The weight of the liquid-filled balloon can act on ulcers in the stomach wall to cause frank perforation, a life-threatening situation that requires emergency surgery. The digestive tract can become obstructed as a result of migration of an insufficiently inflated or partially deflated balloon; obstruction of the gut is possible as is gastric obstruction if the balloon gets lodged in the pyloric antrum: this will sometimes require surgical repair. Such complications are far more likely if the maximum time frame of six months is exceeded. The literature reports a risk of spontaneous hyperinflation due to the generation of gas inside the balloon.Acute pancreatitis is possible if the balloon exerts mechanical pressure on the organ across the stomach wall.
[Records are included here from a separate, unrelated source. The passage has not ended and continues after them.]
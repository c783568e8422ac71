//! tusrs server
//!
//! Resumable uploads (tus 1.0.0) stored on the local filesystem.
//! Configure with `TUSRS__*` environment variables, e.g. `TUSRS__HTTP__PORT=9000`.

use anyhow::Result;
use tokio::signal;
use tracing_subscriber::{layer::SubscriberExt, util::SubscriberInitExt};
use tus_server::ServerSettings;

const DEFAULT_FILTER: &str = "tus_server=info,tus_axum=info,tus_upload=info,tower_http=info";

#[tokio::main]
async fn main() -> Result<()> {
    tracing_subscriber::registry()
        .with(tracing_subscriber::EnvFilter::try_from_default_env()
            .unwrap_or_else(|_| DEFAULT_FILTER.into()))
        .with(tracing_subscriber::fmt::layer())
        .init();

    let config = tus_server::load_config();
    let settings = ServerSettings::from_config(&config)?;

    tracing::info!("Starting tusrs server v{}", env!("CARGO_PKG_VERSION"));

    let app = tus_server::build(&settings).await?;
    app.listen_with_shutdown(settings.addr(), shutdown_signal())
        .await?;

    tracing::info!("Server shutdown complete");
    Ok(())
}

/// Graceful shutdown signal handler
async fn shutdown_signal() {
    let ctrl_c = async {
        if let Err(e) = signal::ctrl_c().await {
            tracing::error!(error = %e, "Failed to install Ctrl+C handler");
            std::future::pending::<()>().await;
        }
    };

    #[cfg(unix)]
    let terminate = async {
        match signal::unix::signal(signal::unix::SignalKind::terminate()) {
            Ok(mut sigterm) => {
                sigterm.recv().await;
            }
            Err(e) => {
                tracing::error!(error = %e, "Failed to install SIGTERM handler");
                std::future::pending::<()>().await;
            }
        }
    };

    #[cfg(not(unix))]
    let terminate = std::future::pending::<()>();

    tokio::select! {
        _ = ctrl_c => {
            tracing::info!("Received Ctrl+C, starting graceful shutdown...");
        },
        _ = terminate => {
            tracing::info!("Received SIGTERM, starting graceful shutdown...");
        },
    }
}
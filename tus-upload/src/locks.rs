//! Per-upload mutual exclusion.
//!
//! Appends to one upload must not interleave, including while the request
//! body is still streaming in. Uploads with different ids never contend.

use std::collections::HashMap;
use std::sync::Arc;

use parking_lot::Mutex;
use tokio::sync::{Mutex as AsyncMutex, OwnedMutexGuard};

use crate::UploadId;

type LockTable = HashMap<UploadId, Arc<AsyncMutex<()>>>;

/// Table of async locks keyed by upload id.
///
/// Entries exist only while someone holds or waits for them.
#[derive(Clone, Default)]
pub struct UploadLocks {
    table: Arc<Mutex<LockTable>>,
}

impl UploadLocks {
    pub fn new() -> Self {
        Self::default()
    }

    fn entry(&self, id: &UploadId) -> Arc<AsyncMutex<()>> {
        self.table
            .lock()
            .entry(id.clone())
            .or_insert_with(|| Arc::new(AsyncMutex::new(())))
            .clone()
    }

    /// Wait for exclusive access to `id`
    pub async fn lock(&self, id: &UploadId) -> UploadGuard {
        let guard = self.entry(id).lock_owned().await;
        UploadGuard {
            id: id.clone(),
            table: Arc::clone(&self.table),
            guard: Some(guard),
        }
    }

    /// Exclusive access to `id` if nobody holds it right now
    pub fn try_lock(&self, id: &UploadId) -> Option<UploadGuard> {
        let lock = self.entry(id);
        match lock.try_lock_owned() {
            Ok(guard) => Some(UploadGuard {
                id: id.clone(),
                table: Arc::clone(&self.table),
                guard: Some(guard),
            }),
            Err(_) => {
                release(&self.table, id);
                None
            }
        }
    }

    /// Number of ids with a live lock entry
    pub fn active(&self) -> usize {
        self.table.lock().len()
    }
}

/// Held for the whole of a mutating operation on one upload
pub struct UploadGuard {
    id: UploadId,
    table: Arc<Mutex<LockTable>>,
    guard: Option<OwnedMutexGuard<()>>,
}

impl Drop for UploadGuard {
    fn drop(&mut self) {
        drop(self.guard.take());
        release(&self.table, &self.id);
    }
}

/// Drop the table entry when the table holds the only reference to it.
fn release(table: &Mutex<LockTable>, id: &UploadId) {
    let mut table = table.lock();
    if table
        .get(id)
        .is_some_and(|lock| Arc::strong_count(lock) == 1)
    {
        table.remove(id);
    }
}
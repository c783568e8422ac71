//! One handler per protocol operation.
//!
//! Handlers only translate: headers in, engine call, status and headers out.
//! Every decision about offsets and lengths is made by the engine.

use axum::{
    body::Body,
    extract::{Path, State},
    http::{header, HeaderMap, HeaderName, HeaderValue, StatusCode},
    response::{IntoResponse, Response},
};
use futures::StreamExt;
use tus_core::errors::TusError;
use tus_upload::{
    AppendChunk, AppendOutcome, ByteStream, CreateOutcome, CreateUpload, InlineData, UploadId,
    UploadRecord,
};

use crate::error::error_response;
use crate::headers::{self, *};
use crate::{TusAxumError, TusAxumState};

fn body_stream(body: Body) -> ByteStream {
    Box::pin(
        body.into_data_stream()
            .map(|chunk| chunk.map_err(std::io::Error::other)),
    )
}

fn join(values: &[impl AsRef<str>]) -> Option<HeaderValue> {
    let joined = values
        .iter()
        .map(|v| v.as_ref())
        .collect::<Vec<_>>()
        .join(",");
    HeaderValue::from_str(&joined).ok()
}

fn location(state: &TusAxumState, id: &UploadId) -> Option<HeaderValue> {
    HeaderValue::from_str(&state.options.location_for(id)).ok()
}

fn insert_opt(headers: &mut HeaderMap, name: HeaderName, value: Option<HeaderValue>) {
    if let Some(value) = value {
        headers.insert(name, value);
    }
}

fn expires(at: Option<chrono::DateTime<chrono::Utc>>) -> Option<HeaderValue> {
    at.and_then(headers::expires_value)
}

/// Unknown ids look exactly like missing uploads
fn upload_id(raw: &str) -> Result<UploadId, TusAxumError> {
    UploadId::parse(raw).ok_or_else(|| TusError::not_found(format!("Upload not found: {}", raw)).into())
}

/// OPTIONS: what this server supports
pub async fn capabilities(State(state): State<TusAxumState>) -> Response {
    let caps = state.engine.capabilities();

    let mut headers = HeaderMap::new();
    insert_opt(&mut headers, TUS_VERSION, join(&caps.supported_versions));
    insert_opt(&mut headers, TUS_EXTENSION, join(&caps.extensions));
    insert_opt(&mut headers, TUS_CHECKSUM_ALGORITHM, join(&caps.checksum_algorithms));
    headers.insert(TUS_MAX_SIZE, HeaderValue::from(caps.max_size));

    (StatusCode::NO_CONTENT, headers).into_response()
}

/// POST: create an upload, optionally with its first bytes
pub async fn create(
    State(state): State<TusAxumState>,
    request_headers: HeaderMap,
    body: Body,
) -> Result<Response, TusAxumError> {
    let length = parse_u64(&request_headers, &UPLOAD_LENGTH)?;
    let defer_length = headers::defer_length(&request_headers)?;
    let metadata = headers::metadata(&request_headers)?;
    let content_length = parse_u64(&request_headers, &header::CONTENT_LENGTH)?;
    let offset_stream = is_offset_stream(&request_headers);

    if content_length.is_some_and(|n| n > 0) && !offset_stream {
        return Err(TusError::unsupported_media_type(format!(
            "upload data must be sent as {}",
            OFFSET_OCTET_STREAM
        ))
        .into());
    }

    let inline = (offset_stream && content_length != Some(0))
        .then(|| InlineData::new(content_length, body_stream(body)));

    let request = CreateUpload {
        length,
        defer_length,
        metadata,
    };
    let outcome = state.engine.create(request, inline).await?;

    let record = outcome.record();
    let mut headers = HeaderMap::new();
    insert_opt(&mut headers, header::LOCATION, location(&state, &record.id));
    insert_opt(&mut headers, UPLOAD_EXPIRES, expires(record.expires_at));

    let response = match outcome {
        CreateOutcome::Created { .. } => (StatusCode::CREATED, headers).into_response(),
        CreateOutcome::CreatedWithData { record, .. } => {
            headers.insert(UPLOAD_OFFSET, HeaderValue::from(record.offset));
            (StatusCode::NO_CONTENT, headers).into_response()
        }
        CreateOutcome::InlineRejected { record, reason } => {
            headers.insert(UPLOAD_OFFSET, HeaderValue::from(record.offset));
            let tus = TusError::precondition_failed(format!("inline data rejected: {}", reason));
            let mut response = error_response(&tus);
            response.headers_mut().extend(headers);
            response
        }
    };
    Ok(response)
}

fn status_headers(record: &UploadRecord) -> HeaderMap {
    let mut headers = HeaderMap::new();
    headers.insert(UPLOAD_OFFSET, HeaderValue::from(record.offset));
    match record.length {
        Some(length) => {
            headers.insert(UPLOAD_LENGTH, HeaderValue::from(length));
        }
        None => {
            headers.insert(UPLOAD_DEFER_LENGTH, HeaderValue::from_static("1"));
        }
    }
    insert_opt(
        &mut headers,
        UPLOAD_METADATA,
        record
            .metadata
            .encode()
            .and_then(|encoded| HeaderValue::from_str(&encoded).ok()),
    );
    insert_opt(&mut headers, UPLOAD_EXPIRES, expires(record.expires_at));
    headers.insert(header::CACHE_CONTROL, HeaderValue::from_static("no-store"));
    headers
}

/// HEAD: where does the upload stand
pub async fn status(
    State(state): State<TusAxumState>,
    Path(id): Path<String>,
) -> Result<Response, TusAxumError> {
    let id = upload_id(&id)?;
    let record = state.engine.status(&id).await?;
    Ok((StatusCode::OK, status_headers(&record)).into_response())
}

/// PATCH: append bytes at the declared offset
pub async fn append(
    State(state): State<TusAxumState>,
    Path(id): Path<String>,
    request_headers: HeaderMap,
    body: Body,
) -> Result<Response, TusAxumError> {
    if !is_offset_stream(&request_headers) {
        return Err(TusError::unsupported_media_type(format!(
            "Content-Type must be {}",
            OFFSET_OCTET_STREAM
        ))
        .into());
    }
    let offset = require_u64(&request_headers, &UPLOAD_OFFSET)?;
    let content_length = require_u64(&request_headers, &header::CONTENT_LENGTH)?;
    let length = parse_u64(&request_headers, &UPLOAD_LENGTH)?;
    let id = upload_id(&id)?;

    let chunk = AppendChunk {
        offset,
        content_length,
        length,
    };
    let outcome = state.engine.append(&id, chunk, body_stream(body)).await?;

    let mut headers = HeaderMap::new();
    headers.insert(UPLOAD_OFFSET, HeaderValue::from(outcome.offset()));

    let response = match outcome {
        AppendOutcome::Accepted(receipt) => {
            insert_opt(&mut headers, UPLOAD_EXPIRES, expires(receipt.expires_at));
            (StatusCode::NO_CONTENT, headers).into_response()
        }
        AppendOutcome::Interrupted { offset } => {
            let tus = TusError::incomplete_write(format!(
                "upload body ended early, {} bytes stored",
                offset
            ));
            let mut response = error_response(&tus);
            response.headers_mut().extend(headers);
            response
        }
    };
    Ok(response)
}

/// DELETE: remove the upload; unknown uploads are already gone
pub async fn terminate(
    State(state): State<TusAxumState>,
    Path(id): Path<String>,
) -> Result<Response, TusAxumError> {
    if let Some(id) = UploadId::parse(&id) {
        state.engine.terminate(&id).await?;
    }
    Ok(StatusCode::NO_CONTENT.into_response())
}

/// Anything outside the upload routes
pub async fn not_found() -> TusAxumError {
    TusError::not_found("No such route").into()
}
Functional complications (side effects)

Insertion of an intra-gastric balloon is sometimes accompanied in the early days by gastric heaviness, and nausea and vomiting which normally recede in 2 to 7 days.  Symptoms of gastro-esophageal reflux are also possible.  These problems can be corrected by appropriate treatment with drugs (anti-secretory medication, anti-nausea drugs).  Vomiting may persist necessitating premature removal of the balloon.

Metabolic complications

These result from uncontrolled or neglected vomiting which can be the cause of dehydration, metabolic alkalosis, hypocalcaemia, and functional renal failure.  Hypocalcaemia can be responsible for serious cardiac rhythm disorders with a risk to life.


Absence or a refusal of dietary treatment concomitant with the insertion of an intra-gastric balloon compromises the results as far as weight loss is concerned.  Similarly, the risk of regaining weight after the removal of the intra-gastric balloon is even more likely if the obesity is longstanding and serious.